Apple (NASD: AAPL) Acquisitions May Load Functionality For Future iPhones

appleApple (NASD: AAPL) has always had an appetite for acquisitions. The acquisitions made by the firm historically have been aimed and bringing in a specific group of people, or a specific technology that they could embed in their organization and achieve scale with. If the past is any indicator for the present and future, that means that Apple may be developing something big.

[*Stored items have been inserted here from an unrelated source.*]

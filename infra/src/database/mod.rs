//! Database module - MySQL implementations using SQLx
//!
//! This module provides the database access layer:
//! - Connection pool management and schema migrations
//! - The `cts_tokens` token store and its keyset-paged reaper queries
//! - Audit log persistence and resource owner lookups

pub mod connection;
pub mod mysql;

#[cfg(test)]
mod tests;

// Re-export commonly used types
pub use connection::{DatabasePool, PoolStatistics};
pub use mysql::{
    KeysetPage, MySqlAuditLogRepository, MySqlIdentityManager, MySqlReaperQuery, MySqlTokenStore,
    OwnerStatus, TokenRecord,
};
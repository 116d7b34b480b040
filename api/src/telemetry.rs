//! Tracing subscriber setup.

use tracing_subscriber::fmt;
use tracing_subscriber::EnvFilter;

use cts_shared::{LogFormat, LoggingConfig};

/// `RUST_LOG` when set, otherwise the configured level
pub fn env_filter(config: &LoggingConfig) -> EnvFilter {
    EnvFilter::try_from_default_env().unwrap_or_else(|_| EnvFilter::new(&config.level))
}

/// Install the global subscriber
pub fn init_tracing(
    config: &LoggingConfig,
) -> Result<(), Box<dyn std::error::Error + Send + Sync + 'static>> {
    let builder = fmt()
        .with_env_filter(env_filter(config))
        .with_file(config.source_location)
        .with_line_number(config.source_location);

    match config.format {
        LogFormat::Json => builder.json().try_init(),
        LogFormat::Pretty => builder.pretty().try_init(),
        LogFormat::Compact => builder.compact().try_init(),
    }
}

#[cfg(test)]
mod tests {
    use super::*;
    use tracing::level_filters::LevelFilter;

    #[test]
    fn test_env_filter_uses_configured_level() {
        if std::env::var("RUST_LOG").is_ok() {
            return;
        }
        let config = LoggingConfig {
            level: "warn,cts_core=debug".to_string(),
            ..LoggingConfig::default()
        };
        assert_eq!(env_filter(&config).max_level_hint(), Some(LevelFilter::DEBUG));
    }
}
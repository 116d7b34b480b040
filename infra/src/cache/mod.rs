//! Cache module for Redis-based caching
//!
//! Provides the Redis client and the Redis-backed identity cache used to
//! decorate resource owner lookups.

pub mod identity_cache;
pub mod redis_client;

#[cfg(test)]
mod tests;

pub use identity_cache::RedisIdentityCache;
pub use redis_client::RedisClient;

// Re-export commonly used types
pub use cts_shared::CacheConfig;
//! Environment detection and logging configuration

use serde::{Deserialize, Serialize};
use std::env;

/// Deployment environment
#[derive(Debug, Clone, Copy, PartialEq, Eq, Deserialize, Serialize, Default)]
#[serde(rename_all = "lowercase")]
pub enum Environment {
    /// Development environment
    #[default]
    Development,
    /// Staging/test environment
    Staging,
    /// Production environment
    Production,
}

impl Environment {
    pub fn is_production(&self) -> bool {
        matches!(self, Environment::Production)
    }

    pub fn is_development(&self) -> bool {
        matches!(self, Environment::Development)
    }

    /// Read the environment from `ENVIRONMENT`, falling back to development
    pub fn from_env() -> Self {
        env::var("ENVIRONMENT")
            .or_else(|_| env::var("CTS_ENV"))
            .unwrap_or_else(|_| String::from("development"))
            .parse()
            .unwrap_or_default()
    }

    pub fn as_str(&self) -> &'static str {
        match self {
            Environment::Development => "development",
            Environment::Staging => "staging",
            Environment::Production => "production",
        }
    }

    /// Optional TOML file layered over the defaults, e.g. `config.staging.toml`
    pub fn config_file(&self) -> String {
        format!("config.{}.toml", self.as_str())
    }

    /// Dotenv file loaded before configuration, e.g. `.env.staging`
    pub fn env_file(&self) -> String {
        format!(".env.{}", self.as_str())
    }
}

impl std::fmt::Display for Environment {
    fn fmt(&self, f: &mut std::fmt::Formatter<'_>) -> std::fmt::Result {
        f.write_str(self.as_str())
    }
}

impl std::str::FromStr for Environment {
    type Err = String;

    fn from_str(s: &str) -> Result<Self, Self::Err> {
        match s.to_lowercase().as_str() {
            "development" | "dev" => Ok(Environment::Development),
            "staging" | "stage" | "test" => Ok(Environment::Staging),
            "production" | "prod" => Ok(Environment::Production),
            _ => Err(format!("Invalid environment: {}", s)),
        }
    }
}

/// Logging configuration consumed by the tracing subscriber
#[derive(Debug, Clone, Deserialize, Serialize)]
pub struct LoggingConfig {
    /// Default filter directive when `RUST_LOG` is unset (trace, debug, info, warn, error)
    pub level: String,

    /// Output format
    #[serde(default = "default_log_format")]
    pub format: LogFormat,

    /// Include source file and line in events
    #[serde(default)]
    pub source_location: bool,
}

impl Default for LoggingConfig {
    fn default() -> Self {
        Self {
            level: String::from("info"),
            format: default_log_format(),
            source_location: false,
        }
    }
}

impl LoggingConfig {
    pub fn for_environment(env: Environment) -> Self {
        match env {
            Environment::Development => Self {
                level: String::from("debug"),
                format: LogFormat::Pretty,
                source_location: true,
            },
            Environment::Staging | Environment::Production => Self {
                level: String::from("info,sqlx=warn"),
                format: LogFormat::Json,
                source_location: false,
            },
        }
    }
}

/// Log output format
#[derive(Debug, Clone, Copy, PartialEq, Eq, Deserialize, Serialize)]
#[serde(rename_all = "lowercase")]
pub enum LogFormat {
    Json,
    Pretty,
    Compact,
}

fn default_log_format() -> LogFormat {
    LogFormat::Pretty
}

#[cfg(test)]
mod tests {
    use super::*;

    #[test]
    fn test_environment_from_str() {
        assert_eq!("dev".parse::<Environment>().unwrap(), Environment::Development);
        assert_eq!("staging".parse::<Environment>().unwrap(), Environment::Staging);
        assert_eq!("prod".parse::<Environment>().unwrap(), Environment::Production);
        assert!("invalid".parse::<Environment>().is_err());
    }

    #[test]
    fn test_environment_files() {
        assert_eq!(Environment::Development.config_file(), "config.development.toml");
        assert_eq!(Environment::Production.env_file(), ".env.production");
        assert_eq!(Environment::Staging.to_string(), "staging");
    }

    #[test]
    fn test_logging_config_for_environment() {
        let dev_log = LoggingConfig::for_environment(Environment::Development);
        assert_eq!(dev_log.level, "debug");
        assert_eq!(dev_log.format, LogFormat::Pretty);
        assert!(dev_log.source_location);

        let prod_log = LoggingConfig::for_environment(Environment::Production);
        assert_eq!(prod_log.format, LogFormat::Json);
        assert!(!prod_log.source_location);
    }
}
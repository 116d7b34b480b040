//! # CTS Core
//!
//! Core token lifecycle engine for the core token service.
//! This crate contains the domain entities, error types, collaborator traits
//! and the two services built on them:
//! - the paged, batched reaper that purges expired sessions and tokens
//! - the OAuth2 refresh token exchange with optional refresh token rotation

pub mod domain;
pub mod errors;
pub mod repositories;
pub mod services;

// Re-export commonly used types for convenience
pub use domain::*;
pub use errors::*;
pub use repositories::*;
pub use services::*;
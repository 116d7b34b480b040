//! Resource owner identity lookup and caching.

mod r#trait;
pub use r#trait::{IdentityCache, IdentityManager};

mod memory;
pub use memory::InMemoryIdentityManager;

mod cache;
pub use cache::TtlCache;

mod cached;
pub use cached::CachedIdentityManager;

#[cfg(test)]
mod tests;
//! Audit log repository module.

mod r#trait;
pub use r#trait::AuditLogRepository;

mod noop;
pub use noop::NoOpAuditLogRepository;

mod memory;
pub use memory::InMemoryAuditLogRepository;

Acquisitions made by Apple over the last 12 months alone indicate that they will make the upcoming iPhone more feature-full, something critics have been calling for in light of an increasingly competitive market for mobile devices. With many competitor phones increasing in size, it appears that Apple plans to stick with the current aspect-ratio-to comfort phone handling. If this is, indeed, the case, then the only way to combat the competition is to aggressively add more features. Some recent acquisitions will help Apple reposition their brand to remain at the ‘premium’ level of products.

Take note of just a few recent acquisitions: Embark can help the firm integrate its mass transit navigation system into Apple Maps, a service that was disastrous at the start but is quickly improving. Matcha.tv is a video discovery service, while HopStop is transit navigation service valuable to their metro consumers. Passif Semiconductor is really a Bluetooth Low-Energy chip company, while Locationary is a local business search firm. Each of these acquisitions were small, but can make a meaningful impact on the user’s experience.

Recently, Apple announced its most recent acquisition, AlgoTrim – to be effective today. AlgoTrim is a Swedish startup with revenue earnings of $3 million USD for 2012, AlgoTrim builds codecs and designs solutions to maximize performance of data, mobile imaging, video, and computer graphics while minimizing memory requirements. The acquisition will help Apple in terms of allowing it to build more efficient media delivery for mobile devices by using less bandwidth, while still preserving quality.

Apple’s strategy of picking up smaller startups, with niche expertise in today’s market could provide important yields down the road. As we’ve seen, startup valuations can quickly skyrocket, and thus it seems to be a pragmatic solution to acquire intellectual capital at a reasonable price. Apple can envelope these firms into their already vast stable, and leverage them in a way that only they seem to be able to. The firm can in theory develop from within, relying on this growth through acquisition model for new ideas and talent on a regular basis.